**Information:**
——

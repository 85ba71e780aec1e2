//! Request-level tests for the gateway: authentication, rate limiting, the
//! bookmarklet add/delete flow, and the proxy download endpoint.

use axum::body::{to_bytes, Body};
use axum::extract::connect_info::ConnectInfo;
use axum::http::{Request, StatusCode};
use axum::response::Response;
use axum::Router;
use linkstash_cache::{FileCacheConfig, FileSnapshotCache};
use linkstash_core::{Blacklist, Clock, Notifier};
use linkstash_gateway::app::App;
use linkstash_gateway::state::AppState;
use linkstash_guard::{IntrusionLog, RateLimitConfig, RateLimiter};
use linkstash_store::{FavoritesStore, LocalLock, StoreConfig};
use linkstash_test_infra::{CapturingNotifier, ManualClock};
use serde_json::Value;
use std::net::SocketAddr;
use std::sync::Arc;
use std::time::Duration;
use tempfile::{tempdir, TempDir};
use tower::ServiceExt;

const SECRET: &str = "open-sesame";

struct Options {
    max_requests: u32,
    page_size: usize,
    blacklist: Blacklist,
}

impl Default for Options {
    fn default() -> Self {
        Self {
            max_requests: 50,
            page_size: 25,
            blacklist: Blacklist::default(),
        }
    }
}

struct Harness {
    router: Router,
    notifier: CapturingNotifier,
    intrusion_log: Arc<IntrusionLog>,
    _dir: TempDir,
}

async fn harness(options: Options) -> Harness {
    let dir = tempdir().unwrap();
    let data_dir = dir.path().to_path_buf();
    let clock: Arc<dyn Clock> = Arc::new(ManualClock::fixed());

    let cache = Arc::new(
        FileSnapshotCache::new(
            FileCacheConfig::builder()
                .dir(data_dir.join("cache"))
                .ttl(Duration::from_secs(60))
                .build(),
        )
        .await
        .unwrap(),
    );

    let store = Arc::new(
        FavoritesStore::new(
            StoreConfig::builder()
                .path(data_dir.join("favorites.json"))
                .build(),
            Arc::new(LocalLock::new(Duration::from_secs(1))),
            Arc::clone(&cache),
            Arc::clone(&clock),
        )
        .await
        .unwrap(),
    );

    let limiter = Arc::new(
        RateLimiter::new(
            RateLimitConfig::builder()
                .dir(data_dir.join("guard"))
                .max_requests(options.max_requests)
                .build(),
            Arc::clone(&clock),
        )
        .await
        .unwrap(),
    );
    let proxy_limiter = Arc::new(
        RateLimiter::new(
            RateLimitConfig::builder()
                .dir(data_dir.join("guard").join("proxy"))
                .max_requests(10)
                .window_secs(120)
                .build(),
            Arc::clone(&clock),
        )
        .await
        .unwrap(),
    );

    let intrusion_log = Arc::new(
        IntrusionLog::new(data_dir.join("intruder.json"), Arc::clone(&clock))
            .await
            .unwrap(),
    );

    let notifier = CapturingNotifier::new();
    let state = AppState {
        store,
        cache,
        limiter,
        proxy_limiter,
        intrusion_log: Arc::clone(&intrusion_log),
        blacklist: Arc::new(options.blacklist),
        notifier: Arc::new(notifier.clone()) as Arc<dyn Notifier>,
        secret: Arc::from(SECRET),
        page_size: options.page_size,
        data_dir,
    };

    Harness {
        router: App::router(state),
        notifier,
        intrusion_log,
        _dir: dir,
    }
}

async fn get(router: &Router, uri: &str) -> Response {
    let request = Request::builder()
        .uri(uri)
        .extension(ConnectInfo(SocketAddr::from(([127, 0, 0, 1], 4000))))
        .body(Body::empty())
        .unwrap();
    router.clone().oneshot(request).await.unwrap()
}

async fn json_body(response: Response) -> Value {
    let bytes = to_bytes(response.into_body(), usize::MAX).await.unwrap();
    serde_json::from_slice(&bytes).unwrap()
}

#[tokio::test]
async fn health_is_unauthenticated() {
    let h = harness(Options::default()).await;
    let response = get(&h.router, "/health").await;
    assert_eq!(response.status(), StatusCode::OK);
    assert_eq!(json_body(response).await["status"], "ok");
}

#[tokio::test]
async fn wrong_secret_is_rejected_and_logged() {
    let h = harness(Options::default()).await;

    let response = get(&h.router, "/?secret=wrong&title=Sneak&url=https%3A%2F%2Fx.example").await;
    assert_eq!(response.status(), StatusCode::FORBIDDEN);

    let missing = get(&h.router, "/").await;
    assert_eq!(missing.status(), StatusCode::FORBIDDEN);

    let entries = h.intrusion_log.entries().await.unwrap();
    assert_eq!(entries.len(), 2);
    assert_eq!(entries[0].used_secret, "wrong");
    assert_eq!(entries[0].submitted_title, "Sneak");
    assert_eq!(entries[0].submitted_url, "https://x.example");
    assert_eq!(entries[1].used_secret, "");
}

#[tokio::test]
async fn add_list_delete_flow() {
    let h = harness(Options::default()).await;

    let added = get(
        &h.router,
        "/?secret=open-sesame&url=https%3A%2F%2Fexample.com%2Fpage&title=Example",
    )
    .await;
    assert_eq!(added.status(), StatusCode::OK);
    let body = json_body(added).await;
    assert_eq!(body["message"], "the url has been added");
    assert_eq!(body["total"], 1);

    let duplicate = get(
        &h.router,
        "/?secret=open-sesame&url=https%3A%2F%2Fexample.com%2Fpage&title=Again",
    )
    .await;
    assert_eq!(duplicate.status(), StatusCode::CONFLICT);

    let listing = json_body(get(&h.router, "/?secret=open-sesame").await).await;
    assert_eq!(listing["links"][0]["url"], "https://example.com/page");
    assert_eq!(listing["links"][0]["title"], "Example");

    let deleted = json_body(
        get(
            &h.router,
            "/?secret=open-sesame&delete=https%3A%2F%2Fexample.com%2Fpage",
        )
        .await,
    )
    .await;
    assert_eq!(deleted["message"], "the url has been deleted");
    assert_eq!(deleted["total"], 0);

    // Deleting again is a no-op, not an error.
    let again = json_body(
        get(
            &h.router,
            "/?secret=open-sesame&delete=https%3A%2F%2Fexample.com%2Fpage",
        )
        .await,
    )
    .await;
    assert_eq!(again["message"], "nothing matched the url to delete");
}

#[tokio::test]
async fn blacklisted_and_invalid_adds_are_rejected() {
    let h = harness(Options {
        blacklist: Blacklist::new(["google.com"]),
        ..Options::default()
    })
    .await;

    let blacklisted = get(
        &h.router,
        "/?secret=open-sesame&url=https%3A%2F%2FMAPS.Google.com%2Fx&title=Maps",
    )
    .await;
    assert_eq!(blacklisted.status(), StatusCode::UNPROCESSABLE_ENTITY);

    let invalid = get(
        &h.router,
        "/?secret=open-sesame&url=not-a-valid-url&title=Broken",
    )
    .await;
    assert_eq!(invalid.status(), StatusCode::BAD_REQUEST);
}

#[tokio::test]
async fn manual_backup_notifies_with_the_snapshot() {
    let h = harness(Options::default()).await;

    get(
        &h.router,
        "/?secret=open-sesame&url=https%3A%2F%2Fexample.com&title=Example",
    )
    .await;
    let response = get(&h.router, "/?secret=open-sesame&backup=true").await;
    assert_eq!(response.status(), StatusCode::OK);

    let calls = h.notifier.calls();
    assert_eq!(calls.len(), 1);
    assert_eq!(calls[0].1, linkstash_core::BackupReason::Manual);
    assert_eq!(calls[0].0.len(), 1);
}

#[tokio::test]
async fn listing_rate_limit_returns_429_with_retry_after() {
    let h = harness(Options {
        max_requests: 2,
        ..Options::default()
    })
    .await;

    assert_eq!(get(&h.router, "/?secret=open-sesame").await.status(), StatusCode::OK);
    assert_eq!(get(&h.router, "/?secret=open-sesame").await.status(), StatusCode::OK);

    let limited = get(&h.router, "/?secret=open-sesame").await;
    assert_eq!(limited.status(), StatusCode::TOO_MANY_REQUESTS);
    assert_eq!(limited.headers().get("retry-after").unwrap(), "60");
}

#[tokio::test]
async fn pagination_clamps_through_the_query_interface() {
    let h = harness(Options {
        page_size: 2,
        ..Options::default()
    })
    .await;

    for i in 0..3 {
        get(
            &h.router,
            &format!(
                "/?secret=open-sesame&url=https%3A%2F%2Fexample{}.com&title=Title{}",
                i, i
            ),
        )
        .await;
    }

    let last = json_body(get(&h.router, "/?secret=open-sesame&page=100").await).await;
    assert_eq!(last["page"], 2);
    assert_eq!(last["total_pages"], 2);
    assert_eq!(last["total"], 3);

    let first = json_body(get(&h.router, "/?secret=open-sesame&page=0").await).await;
    assert_eq!(first["page"], 1);
    assert_eq!(first["links"].as_array().unwrap().len(), 2);
}

#[tokio::test]
async fn search_filters_the_listing() {
    let h = harness(Options::default()).await;

    get(
        &h.router,
        "/?secret=open-sesame&url=https%3A%2F%2Frust-lang.org&title=Rust",
    )
    .await;
    get(
        &h.router,
        "/?secret=open-sesame&url=https%3A%2F%2Fexample.com&title=News",
    )
    .await;

    let found = json_body(get(&h.router, "/?secret=open-sesame&search=rust").await).await;
    assert_eq!(found["total"], 1);
    assert_eq!(found["links"][0]["title"], "Rust");
}

#[tokio::test]
async fn proxy_downloads_allowlisted_files_only() {
    let h = harness(Options::default()).await;

    get(
        &h.router,
        "/?secret=open-sesame&url=https%3A%2F%2Fexample.com&title=Example",
    )
    .await;

    let download = get(&h.router, "/files/favorites.json?secret=open-sesame").await;
    assert_eq!(download.status(), StatusCode::OK);
    let disposition = download
        .headers()
        .get("content-disposition")
        .unwrap()
        .to_str()
        .unwrap()
        .to_string();
    assert!(disposition.contains("attachment"));
    let bytes = to_bytes(download.into_body(), usize::MAX).await.unwrap();
    let favorites: Value = serde_json::from_slice(&bytes).unwrap();
    assert_eq!(favorites.as_array().unwrap().len(), 1);

    let unknown = get(&h.router, "/files/secrets.txt?secret=open-sesame").await;
    assert_eq!(unknown.status(), StatusCode::NOT_FOUND);

    let unauthorized = get(&h.router, "/files/favorites.json?secret=wrong").await;
    assert_eq!(unauthorized.status(), StatusCode::FORBIDDEN);
    assert!(!h.intrusion_log.entries().await.unwrap().is_empty());
}

#[tokio::test]
async fn sort_order_flips_the_listing() {
    let h = harness(Options::default()).await;

    get(
        &h.router,
        "/?secret=open-sesame&url=https%3A%2F%2Ffirst.com&title=First",
    )
    .await;
    get(
        &h.router,
        "/?secret=open-sesame&url=https%3A%2F%2Fsecond.com&title=Second",
    )
    .await;

    let newest_first = json_body(get(&h.router, "/?secret=open-sesame").await).await;
    assert_eq!(newest_first["links"][0]["url"], "https://second.com");

    let oldest_first = json_body(get(&h.router, "/?secret=open-sesame&sort=asc").await).await;
    assert_eq!(oldest_first["links"][0]["url"], "https://first.com");
}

——

**Work to complete:** Would you please show every line of the material above that includes the string "FileCacheConfig"?

**Exercise solution:**
use linkstash_cache::{FileCacheConfig, FileSnapshotCache};
            FileCacheConfig::builder()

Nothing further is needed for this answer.